I too have been [extremely] fortunate to have enjoyed/endured a multitude of lifetime experiences, each intertwined with their own share of love, despair, [military associated] violence – and ultimately, much-craved for success.
The net result being, on reflection, that my creator dealt me a pretty good hand… but it didn’t get off to the best start – by any stretch of the imagination.
The neighbourhood, in which I was raised, nestles quietly on the west side of Edinburgh, a relatively hushed district situated close to the city’s main thoroughfare, known worldwide as Princes Street.
Our family occupied a two-bedroom ground floor tenement apartment on an avenue bereft of trees, in place of leafy conifers, stood tall, eye-catching Victorian lampposts, standing as bright sentinels and each oozing indispensable floodlighting to pedestrian and motorist alike, critical additions to our locality, particularly during the bitterly cold, densely dark and smoggy nights, so prevalent between the months of October and April of that era.
Each landing of our tenement building was furnished with a central toilet, this situated at the centre of each floor as none of the flats at that time came with their own WC, therefore, as many as twelve people depended on this facility as the only means available to address the call of nature.

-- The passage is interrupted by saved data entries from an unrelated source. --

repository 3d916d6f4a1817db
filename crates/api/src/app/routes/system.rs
use axum::http::StatusCode;

pub async fn health() -> StatusCode {
    StatusCode::OK
}
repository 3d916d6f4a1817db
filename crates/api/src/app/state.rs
use std::sync::Arc;

use serde::de::DeserializeOwned;

use husktrack_ai::{TemplateGenerator, TextGenerator};
use husktrack_ledger::LedgerCoordinator;
use husktrack_products::Product;
use husktrack_store::{Collection, DocumentStore, InMemoryDocumentStore, StoreError};

/// Application services: the injected store handle behind the coordinator,
/// plus the text-generation collaborator.
///
/// The entry point owns store lifecycle: `new_in_memory` seeds the product
/// catalog so every well-known SKU has a document before the first request.
#[derive(Clone)]
pub struct AppServices {
    ledger: LedgerCoordinator<Arc<InMemoryDocumentStore>>,
    generator: Arc<dyn TextGenerator>,
}

impl AppServices {
    pub fn new_in_memory() -> Result<Self, StoreError> {
        let store = Arc::new(InMemoryDocumentStore::new());

        for product in Product::catalog() {
            if store.get(Collection::Products, product.sku.as_str())?.is_none() {
                let payload = serde_json::to_value(&product)
                    .map_err(|e| StoreError::Serialization(e.to_string()))?;
                store.put_plain(Collection::Products, product.sku.as_str(), payload)?;
            }
        }

        Ok(Self {
            ledger: LedgerCoordinator::new(store),
            generator: Arc::new(TemplateGenerator),
        })
    }

    pub fn ledger(&self) -> &LedgerCoordinator<Arc<InMemoryDocumentStore>> {
        &self.ledger
    }

    pub fn generator(&self) -> &dyn TextGenerator {
        self.generator.as_ref()
    }

    /// Read a whole collection into typed records.
    pub fn list_records<T: DeserializeOwned>(
        &self,
        collection: Collection,
    ) -> Result<Vec<T>, StoreError> {
        self.ledger
            .store()
            .list(collection)?
            .iter()
            .map(|doc| doc.to_record())
            .collect()
    }

    /// Read one document into a typed record.
    pub fn get_record<T: DeserializeOwned>(
        &self,
        collection: Collection,
        id: &str,
    ) -> Result<Option<T>, StoreError> {
        match self.ledger.store().get(collection, id)? {
            Some(doc) => Ok(Some(doc.to_record()?)),
            None => Ok(None),
        }
    }
}
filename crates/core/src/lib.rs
//! `husktrack-core` — domain foundation building blocks.
//!
//! This crate contains **pure domain** primitives (no infrastructure concerns).

pub mod error;
pub mod id;
pub mod validation;

pub use error::{DomainError, DomainResult};
pub use id::{ClientId, OrderId, PurchaseId, TransactionId};
pub use validation::FieldErrors;
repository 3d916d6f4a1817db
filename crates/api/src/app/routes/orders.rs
//! Sales and export order routes. Both channels share these handlers; the
//! subtree's channel arrives as an extension set up in [`router`].

use std::sync::Arc;

use axum::{
    extract::{Extension, Path},
    http::StatusCode,
    response::IntoResponse,
    routing::{get, post},
    Json, Router,
};

use husktrack_core::OrderId;
use husktrack_orders::{Order, OrderChannel};
use husktrack_store::Collection;

use crate::app::dto;
use crate::app::errors;
use crate::app::state::AppServices;

pub fn router(channel: OrderChannel) -> Router {
    Router::new()
        .route("/", post(create_order).get(list_orders))
        .route("/:id", get(get_order))
        .route("/:id/complete", post(complete_order))
        .route("/:id/status", post(update_order_status))
        .layer(Extension(channel))
}

fn collection(channel: OrderChannel) -> Collection {
    match channel {
        OrderChannel::Local => Collection::LocalSales,
        OrderChannel::Export => Collection::Exports,
    }
}

pub async fn create_order(
    Extension(services): Extension<Arc<AppServices>>,
    Extension(channel): Extension<OrderChannel>,
    Json(body): Json<dto::CreateOrderRequest>,
) -> axum::response::Response {
    let input = match body.into_input() {
        Ok(v) => v,
        Err(fields) => return errors::validation_error(fields),
    };
    match services.ledger().create_order(channel, input) {
        Ok(order) => (StatusCode::CREATED, Json(order)).into_response(),
        Err(e) => errors::ledger_error_to_response(e),
    }
}

pub async fn list_orders(
    Extension(services): Extension<Arc<AppServices>>,
    Extension(channel): Extension<OrderChannel>,
) -> axum::response::Response {
    match services.list_records::<Order>(collection(channel)) {
        Ok(items) => Json(serde_json::json!({ "items": items })).into_response(),
        Err(e) => errors::store_error_to_response(e),
    }
}

pub async fn get_order(
    Extension(services): Extension<Arc<AppServices>>,
    Extension(channel): Extension<OrderChannel>,
    Path(id): Path<String>,
) -> axum::response::Response {
    let id: OrderId = match id.parse() {
        Ok(v) => v,
        Err(_) => return errors::json_error(StatusCode::BAD_REQUEST, "invalid_id", "invalid order id"),
    };
    match services.get_record::<Order>(collection(channel), &id.to_string()) {
        Ok(Some(order)) => Json(order).into_response(),
        Ok(None) => errors::json_error(StatusCode::NOT_FOUND, "not_found", "order not found"),
        Err(e) => errors::store_error_to_response(e),
    }
}

/// Complete an order: the atomic stock-and-status path. Idempotent for
/// already-completed orders.
pub async fn complete_order(
    Extension(services): Extension<Arc<AppServices>>,
    Extension(channel): Extension<OrderChannel>,
    Path(id): Path<String>,
) -> axum::response::Response {
    let id: OrderId = match id.parse() {
        Ok(v) => v,
        Err(_) => return errors::json_error(StatusCode::BAD_REQUEST, "invalid_id", "invalid order id"),
    };
    match services.ledger().complete_order(channel, id) {
        Ok(completion) => Json(completion).into_response(),
        Err(e) => errors::ledger_error_to_response(e),
    }
}

/// Plain status update. `completed` is rejected here; only the complete
/// route moves stock.
pub async fn update_order_status(
    Extension(services): Extension<Arc<AppServices>>,
    Extension(channel): Extension<OrderChannel>,
    Path(id): Path<String>,
    Json(body): Json<dto::UpdateStatusRequest>,
) -> axum::response::Response {
    let id: OrderId = match id.parse() {
        Ok(v) => v,
        Err(_) => return errors::json_error(StatusCode::BAD_REQUEST, "invalid_id", "invalid order id"),
    };
    let status = match body.parse_status() {
        Ok(v) => v,
        Err(fields) => return errors::validation_error(fields),
    };
    match services.ledger().update_order_status(channel, id, status) {
        Ok(order) => Json(order).into_response(),
        Err(e) => errors::ledger_error_to_response(e),
    }
}
use chrono::{DateTime, Utc};
use serde::{Deserialize, Serialize};

use husktrack_core::{ClientId, FieldErrors};

/// Client classification: local buyers vs international export customers.
#[derive(Debug, Clone, Copy, PartialEq, Eq, Serialize, Deserialize)]
#[serde(rename_all = "lowercase")]
pub enum ClientKind {
    Local,
    International,
}

/// Contact information for a client.
#[derive(Debug, Clone, Default, PartialEq, Eq, Serialize, Deserialize)]
pub struct ContactInfo {
    pub email: Option<String>,
    pub phone: Option<String>,
    pub address: Option<String>,
}

/// Client record.
///
/// `total_sales` and `last_purchase` are cached aggregates for dashboards.
/// They are not recomputed transactionally and must never be used as a source
/// of truth; the ledger collections are.
#[derive(Debug, Clone, PartialEq, Eq, Serialize, Deserialize)]
pub struct Client {
    pub id: ClientId,
    pub name: String,
    pub kind: ClientKind,
    #[serde(default)]
    pub contact: ContactInfo,
    /// Cached lifetime sales value, smallest currency unit. Informational.
    #[serde(default)]
    pub total_sales: i64,
    /// Cached timestamp of the most recent order. Informational.
    #[serde(default)]
    pub last_purchase: Option<DateTime<Utc>>,
    pub created_at: DateTime<Utc>,
}

impl Client {
    /// Bump the informational aggregates after an order was created.
    pub fn note_order(&mut self, amount: i64, at: DateTime<Utc>) {
        self.total_sales = self.total_sales.saturating_add(amount);
        self.last_purchase = Some(at);
    }
}

/// Boundary input for registering a client, validated before any write.
#[derive(Debug, Clone, PartialEq, Eq, Serialize, Deserialize)]
pub struct NewClient {
    pub name: String,
    pub kind: ClientKind,
    #[serde(default)]
    pub contact: ContactInfo,
}

impl NewClient {
    /// Field-by-field validation; on success produces the record to persist.
    pub fn into_client(self, id: ClientId, now: DateTime<Utc>) -> Result<Client, FieldErrors> {
        let mut errors = FieldErrors::new();

        if self.name.trim().is_empty() {
            errors.push("name", "name cannot be empty");
        }
        if let Some(email) = self.contact.email.as_deref() {
            if !email.contains('@') {
                errors.push("email", "email must contain '@'");
            }
        }

        errors.into_result(Client {
            id,
            name: self.name.trim().to_string(),
            kind: self.kind,
            contact: self.contact,
            total_sales: 0,
            last_purchase: None,
            created_at: now,
        })
    }
}
//! Dashboard KPI summary, derived freshly on each request.

use std::collections::BTreeMap;

use serde::{Deserialize, Serialize};

use husktrack_orders::Order;
use husktrack_products::{Product, ProductSku};

use crate::transaction::{clamp_amount, FinancialTransaction, TransactionKind};

/// The figures the dashboard shows.
#[derive(Debug, Clone, PartialEq, Eq, Serialize, Deserialize)]
pub struct KpiSummary {
    /// Positive magnitudes, smallest currency unit.
    pub total_income: i64,
    pub total_expenses: i64,
    /// `total_income - total_expenses` (may be negative).
    pub net: i64,
    /// Stock on hand per SKU.
    pub stock: BTreeMap<ProductSku, i64>,
    pub client_count: usize,
    /// Orders not yet completed, per channel.
    pub open_local_sales: usize,
    pub open_exports: usize,
}

impl KpiSummary {
    pub fn compute(
        products: &[Product],
        client_count: usize,
        local_sales: &[Order],
        exports: &[Order],
        transactions: &[FinancialTransaction],
    ) -> Self {
        let mut total_income = 0i128;
        let mut total_expenses = 0i128;
        for tx in transactions {
            match tx.kind {
                TransactionKind::Income => total_income += tx.magnitude() as i128,
                TransactionKind::Expense => total_expenses += tx.magnitude() as i128,
            }
        }

        let stock = products.iter().map(|p| (p.sku, p.stock)).collect();

        Self {
            total_income: clamp_amount(total_income),
            total_expenses: clamp_amount(total_expenses),
            net: clamp_amount(total_income - total_expenses),
            stock,
            client_count,
            open_local_sales: local_sales.iter().filter(|o| !o.is_completed()).count(),
            open_exports: exports.iter().filter(|o| !o.is_completed()).count(),
        }
    }
}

During the long and bitter winter evenings of the fifties, my brother, sister and I, used to bide our time before making a dash for the ‘loo’ – it was best to stand in the hallway – and then wait and listen – the ideal moment to occupy a seat was following our next door neighbour’s nightly visitation to the latrines.
Mrs Campbell was an uncharacteristically large woman for the times – and she therefore comfortably engulfed the seating arrangement within – once she had addressed her own bodily needs and then departed that tiny cubicle – this was the most opportune moment to jump-in.
The warmth that radiated from that toilet seat following her each and every “appointment” was rapture beyond compare.
By the time I entered primary school in nineteen fifty-five, it had became apparent to most adult folk, those who had endured the austerity of the war years, that the nineteen-fifties were proving to be a boom time – an economic miracle – heralded especially by the belated installation of in-house toilets in our otherwise basic living arrangements.
Yet, whatever architectural and fiscal advances were being realised on the outside, similar improvements were not being mirrored on the inside of many of the non fee-paying schools throughout Edinburgh.
“Spare the Rod and Spoil the Child” was the credo or common call of countless Scottish faculties – ultimately, this lead to abhorrent brutality being apportioned by many belt-wielding teachers to supposedly errant schoolchildren, specifically to those aged eight years and above, of which I was no exception.
At that time, the ‘Tawse’ was universal throughout Scotland. (‘Tawse’ was the official term, but in general conversation it was always referred to as ‘the belt’)
This draconian and reprehensible instrument of punishment was permitted under the then Code-of-Practice agreed between Scottish Teachers’ Union and the Scottish Education Department.
Officially, there were nine recognised belts, depending on the comfort and grip, teachers would select what they considered to be the most appropriate appliance for them to inflict throbbing castigation on their infant charges, personal choice also being dictated by the length of belts on offer.
Female teachers’ invariably opted for shorter versions of these leather straps in order that their limited ‘swing-plane’, in comparison to male counterparts, would transport the most-telling of deliveries to the uncovered hands of the perceived guilty party – six lashes usually prevailed as the norm – Agony indeed!